Sheng Zhang; Xiuwei Wang; Yijing Chen; Yuhan Wang; Jianyou Chen; Xiaoyan Liu; Gao Lei Zhang; Wei Su

doi:10.1016/j.pdpdt.2025.104691

Retrospective analysis of the correlation between dermoscopic vascular features and the response to hemoporfin-mediated photodynamic therapy in previously untreated children with port wine stains

Photodiagnosis Photodyn Ther. 2025 Jun 25:104691. doi: 10.1016/j.pdpdt.2025.104691. Online ahead of print.

Authors

Sheng Zhang¹, Xiuwei Wang², Yijing Chen³, Yuhan Wang¹, Jianyou Chen¹, Xiaoyan Liu¹, Gao Lei Zhang⁴, Wei Su⁵

Affiliations

¹ Department of Dermatology, Capital Center for Children's Health, Capital Medical University, Beijing, China.
² Beijing Municipal Key Laboratory of Child Development and Nutriomics, Capital Institute of Pediatrics, Beijing, China.
³ Child Health Big Data Research Center, Capital Institute of Pediatrics, Beijing, China.
⁴ Department of Dermatology, Capital Center for Children's Health, Capital Medical University, Beijing, China. Electronic address: pkuzhgl@163.com.
⁵ Department of Dermatology, Capital Center for Children's Health, Capital Medical University, Beijing, China. Electronic address: drsuwei@sina.com.

PMID: 40578726
DOI: 10.1016/j.pdpdt.2025.104691

Abstract

Background: Port wine stains (PWS) are congenital capillary malformations that affect the quality of life for children. Hemoporfin-mediated photodynamic therapy (HMME-PDT) is a promising therapeutic modality for patients with PWS. However, the variability in the clinical efficacy of HMME-PDT has necessitated further investigations into the factors influencing the therapeutic efficacy of this modality.
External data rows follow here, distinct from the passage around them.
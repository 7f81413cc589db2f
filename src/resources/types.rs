//! Domain types handed to callers of the resource façades.

use chrono::NaiveDate;
use serde::Serialize;

/// A staff or student account
#[derive(Debug, Clone, PartialEq, Serialize)]
pub struct User {
  pub id: u64,
  pub first_name: String,
  pub last_name: String,
  pub email: String,
  pub role: String,
  pub active: bool,
}

impl User {
  pub fn full_name(&self) -> String {
    format!("{} {}", self.first_name, self.last_name).trim().to_string()
  }
}

#[derive(Debug, Clone, PartialEq, Serialize)]
pub struct Student {
  pub id: u64,
  pub admission_number: Option<String>,
  pub first_name: String,
  pub last_name: String,
  pub class_id: Option<u64>,
  pub gender: Option<String>,
  pub date_of_birth: Option<NaiveDate>,
}

/// A class (form/grade group); `Class` is avoided as a type name.
#[derive(Debug, Clone, PartialEq, Serialize)]
pub struct SchoolClass {
  pub id: u64,
  pub name: String,
  pub level: Option<String>,
  pub teacher_id: Option<u64>,
  pub student_count: u64,
}

#[derive(Debug, Clone, PartialEq, Serialize)]
pub struct Subject {
  pub id: u64,
  pub name: String,
  pub code: Option<String>,
}

/// Academic year, e.g. "2024/2025"
#[derive(Debug, Clone, PartialEq, Serialize)]
pub struct AcademicSession {
  pub id: u64,
  pub name: String,
  pub start_date: Option<NaiveDate>,
  pub end_date: Option<NaiveDate>,
  pub is_current: bool,
}

#[derive(Debug, Clone, PartialEq, Serialize)]
pub struct Term {
  pub id: u64,
  pub name: String,
  pub session_id: Option<u64>,
  pub start_date: Option<NaiveDate>,
  pub end_date: Option<NaiveDate>,
  pub is_current: bool,
}

#[derive(Debug, Clone, PartialEq, Serialize)]
pub struct Payment {
  pub id: u64,
  pub student_id: u64,
  pub amount: f64,
  pub purpose: String,
  pub status: String,
  pub reference: Option<String>,
  pub paid_at: Option<String>,
}

/// One student's marks in one subject for a term
#[derive(Debug, Clone, PartialEq, Serialize)]
pub struct Score {
  pub student_id: u64,
  pub student_name: Option<String>,
  pub ca_score: f64,
  pub exam_score: f64,
  pub total: f64,
}

#[derive(Debug, Clone, Copy, PartialEq, Eq, Serialize)]
#[serde(rename_all = "lowercase")]
pub enum ResultStatus {
  Pending,
  Approved,
  Rejected,
}

/// A compiled term result waiting for (or past) approval
#[derive(Debug, Clone, PartialEq, Serialize)]
pub struct ResultSheet {
  pub id: u64,
  pub student_id: u64,
  pub student_name: Option<String>,
  pub class_id: Option<u64>,
  pub term_id: Option<u64>,
  pub average: Option<f64>,
  pub status: ResultStatus,
}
Objectives: To explore the correlation between dermoscopic vascular features and the efficacy of HMME-PDT in previously untreated children with PWS.
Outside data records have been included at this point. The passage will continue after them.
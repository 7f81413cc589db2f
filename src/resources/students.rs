use reqwest::Method;
use serde_json::Value;

use crate::client::{to_json, HttpClient, RequestOptions};
use crate::error::Result;
use crate::request::{Params, UploadPart};

use super::api_types::{ApiStudent, NewStudent};
use super::types::Student;
use super::{fetch_list, fetch_one};

const ENDPOINT: &str = "/students";

#[derive(Debug, Clone, Default)]
pub struct StudentFilter {
  pub class_id: Option<u64>,
  pub search: Option<String>,
  pub page: Option<u32>,
}

pub struct Students<'a> {
  client: &'a HttpClient,
}

impl<'a> Students<'a> {
  pub(super) fn new(client: &'a HttpClient) -> Self {
    Self { client }
  }

  pub async fn list(&self, filter: &StudentFilter) -> Result<Vec<Student>> {
    let params = Params::new()
      .with_opt("class_id", filter.class_id)
      .with_opt("search", filter.search.as_deref())
      .with_opt("page", filter.page);
    fetch_list::<ApiStudent, Student>(self.client, ENDPOINT, params).await
  }

  pub async fn get(&self, id: u64) -> Result<Student> {
    fetch_one::<ApiStudent, Student>(self.client, &format!("{}/{}", ENDPOINT, id)).await
  }

  pub async fn register(&self, student: &NewStudent) -> Result<Student> {
    let opts = RequestOptions::new()
      .body(to_json(student)?)
      .success_message("Student registered");
    let created: ApiStudent = self.client.send(Method::POST, ENDPOINT, opts).await?;
    self.invalidate();
    Ok(Student::from(created))
  }

  pub async fn update(&self, id: u64, student: &NewStudent) -> Result<Student> {
    let opts = RequestOptions::new()
      .body(to_json(student)?)
      .success_message("Student updated");
    let updated: ApiStudent = self
      .client
      .send(Method::PUT, &format!("{}/{}", ENDPOINT, id), opts)
      .await?;
    self.invalidate();
    Ok(Student::from(updated))
  }

  pub async fn delete(&self, id: u64) -> Result<()> {
    let opts = RequestOptions::new().success_message("Student removed");
    let _: Value = self
      .client
      .send(Method::DELETE, &format!("{}/{}", ENDPOINT, id), opts)
      .await?;
    self.invalidate();
    Ok(())
  }

  /// Upload a passport photo. Returns whatever the backend reports about the
  /// stored file (usually its URL).
  pub async fn upload_photo(
    &self,
    id: u64,
    file_name: &str,
    mime: Option<&str>,
    bytes: Vec<u8>,
  ) -> Result<Value> {
    let parts = vec![
      UploadPart::text("student_id", id.to_string()),
      UploadPart::file("photo", file_name, mime, bytes),
    ];
    let stored: Value = self
      .client
      .upload(&format!("{}/{}/photo", ENDPOINT, id), parts)
      .await?;
    self.client.invalidate(&format!("{}/{}", ENDPOINT, id), &Params::new());
    Ok(stored)
  }

  // class rosters embed students too
  fn invalidate(&self) {
    self.client.invalidate_prefix(ENDPOINT);
    self.client.invalidate_prefix("/classes");
  }
}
Methods: Clinical data were collected from children with PWS who were treated with HMME-PDT. Correlations between clinical efficacy and gender, age, lesion location, lesion color and dermoscopic vascular features were analyzed retrospectively in previously untreated children with PWS.

Results: A total of 100 previously untreated children with PWS were enrolled, including 52 males and 48 females aged between 1 and 14 years. The efficacy of HMME-PDT differed significantly in relation to lesion location and color of the PWS (P<0.05). Sausage-like vessels (66.67%), dotted and globular vessels (87.50%) and linear vessels (50.00%) were associated with excellent treatment outcomes. Reticular vessels (65.00%) showed improved outcomes. HMME-PDT was not effective in some cases with homogeneous reddish background (35.71%) features. No serious adverse events and recurrences were observed following HMME-PDT.

Conclusion: The dermoscopic vascular features showed a significant correlation with the effectiveness of HMME-PDT in previously untreated children with PWS. Thus, the vascular features of PWS classified by dermoscopy can provide helpful clinical information to evaluate the efficacy of HMME-PDT and develop individualized treatment program for children with PWS.

Keywords: Hemoporfin; children; dermoscopy; photodynamic therapy; port wine stains.